Manhattan's West Side got a visit from Fuller students as they kicked off the Brehm Center's new one-week immersion course with a walking field trip to the High Line, a mile-long elevated park built on an old freight rail line.
The group of 16 students, led by Professor Todd E. Johnson, theological director for Fuller's Brehm Center for Worship, Theology, and the Arts, commented on the architecture and the artwork peppering the buildings and walkways along the High Line.
"Many pieces of art or art programs can be a center point for a community," Johnson said, noting that churches and Christians can use art as a conversation piece.
This brand new one-week intensive course is titled "Theological Method for Worship and the Arts," and will explore the various ways in which theology can be conveyed through art and artistic communication. The course has brought students from all over the globe including Ireland, Britain, Singapore, and different states on the East Coast.
(To view more photos from the first day of class, click here.)
As the class communed on the steps of one of the High Lines many seating areas, Johnson introduced questions such as how does space affect community and a sense of humanity, and what responsibility do Christians have for their physical and social environment.
Richard Min, an MDiv student at Fuller's Pasadena Campus, said he was intrigued in the way the historic rail line was transformed into a peaceful walking place.
"It reminds me of the passage in Ecclesiastes where it says there is a time when rain falls and a time when the sun shines," Min said, adding that the space communicates an impermanence of people and their desires.
Florida resident Paige Reddick, who is getting her MDiv through Fuller's online program, said she feels that nature bears a direct connection to God.
"It's more challenging to feel that connection in urban areas," she said. "Art can open up more avenues."
After the visit to the High Line, the class reconvened at the International Arts Movement, which donated its space for the Brehm Center to hold their classes.
The afternoon discussion turned to topics such as Andy Warhol and the Velvet Underground, the influence of New York City art and music, the power of the artist and how to engage in theological discussion of art.

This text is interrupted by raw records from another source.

use crate::{SharedEngine, SharedGpu};
use globe_core::{
    prepare_base_map, FallbackChain, MapSource, TextureError, TextureStatus, UvOrigin,
};
use wasm_bindgen::JsCast;
use wasm_bindgen_futures::JsFuture;
use web_sys as web;

async fn fetch_bytes(url: &str) -> anyhow::Result<Vec<u8>> {
    let window = web::window().ok_or_else(|| anyhow::anyhow!("no window"))?;
    let resp_value = JsFuture::from(window.fetch_with_str(url))
        .await
        .map_err(|e| anyhow::anyhow!("{:?}", e))?;
    let resp: web::Response = resp_value
        .dyn_into()
        .map_err(|e| anyhow::anyhow!("{:?}", e))?;
    if !resp.ok() {
        anyhow::bail!("HTTP {}", resp.status());
    }
    let buf = JsFuture::from(resp.array_buffer().map_err(|e| anyhow::anyhow!("{:?}", e))?)
        .await
        .map_err(|e| anyhow::anyhow!("{:?}", e))?;
    Ok(js_sys::Uint8Array::new(&buf).to_vec())
}

async fn fetch_source(source: MapSource) -> Result<Vec<u8>, TextureError> {
    fetch_bytes(source.url())
        .await
        .map_err(|e| TextureError::Fetch {
            source_kind: source,
            reason: e.to_string(),
        })
}

/// Walk the fallback chain until one base map decodes and uploads. With no
/// usable source the globe keeps its base color and the status reads missing.
pub async fn load_base_map(engine: SharedEngine, gpu: SharedGpu) {
    for source in FallbackChain::default() {
        if engine.borrow().is_torn_down() {
            return;
        }
        let bytes = match fetch_source(source).await {
            Ok(b) => b,
            Err(e) => {
                log::warn!("[texture] {}", e);
                continue;
            }
        };
        let caps = engine.borrow().capabilities;
        let map = match prepare_base_map(&bytes, source, &caps, UvOrigin::TopLeft) {
            Ok(m) => m,
            Err(e) => {
                log::warn!("[texture] {}", e);
                continue;
            }
        };
        if engine.borrow().is_torn_down() {
            return;
        }
        {
            let mut slot = gpu.borrow_mut();
            let Some(gpu) = slot.as_mut() else {
                return;
            };
            gpu.upload_base_map(&map);
        }
        let (width, height) = map.original_size;
        engine
            .borrow_mut()
            .set_texture_status(TextureStatus::Loaded {
                width,
                height,
                source,
            });
        log::info!("[texture] using {:?} map ({}x{})", source, width, height);
        return;
    }
    log::warn!("[texture] {}; keeping the untextured globe", TextureError::Exhausted);
    engine.borrow_mut().set_texture_status(TextureStatus::Missing);
}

"Not all art is religious, but many forms of art engage with issues of ultimate concern, like life and death, love, and betrayal," Johnson said. "Sometimes art communicates in such a way that it has 'gospel overtones,' and the question is how to build bridges between those artists and God."
The class will continue through the week and will include additional field trips to the Cloisters museum and gardens, which features art and architecture of medieval Europe, and a tour of galleries in New York's Chelsea neighborhood.
The week will be followed by another one-week intensive course titled "Calling: the History, Theology, and Experience of Christian Vocation" jointly taught by Johnson and Dale Savidge of Christians in the Theatre Arts.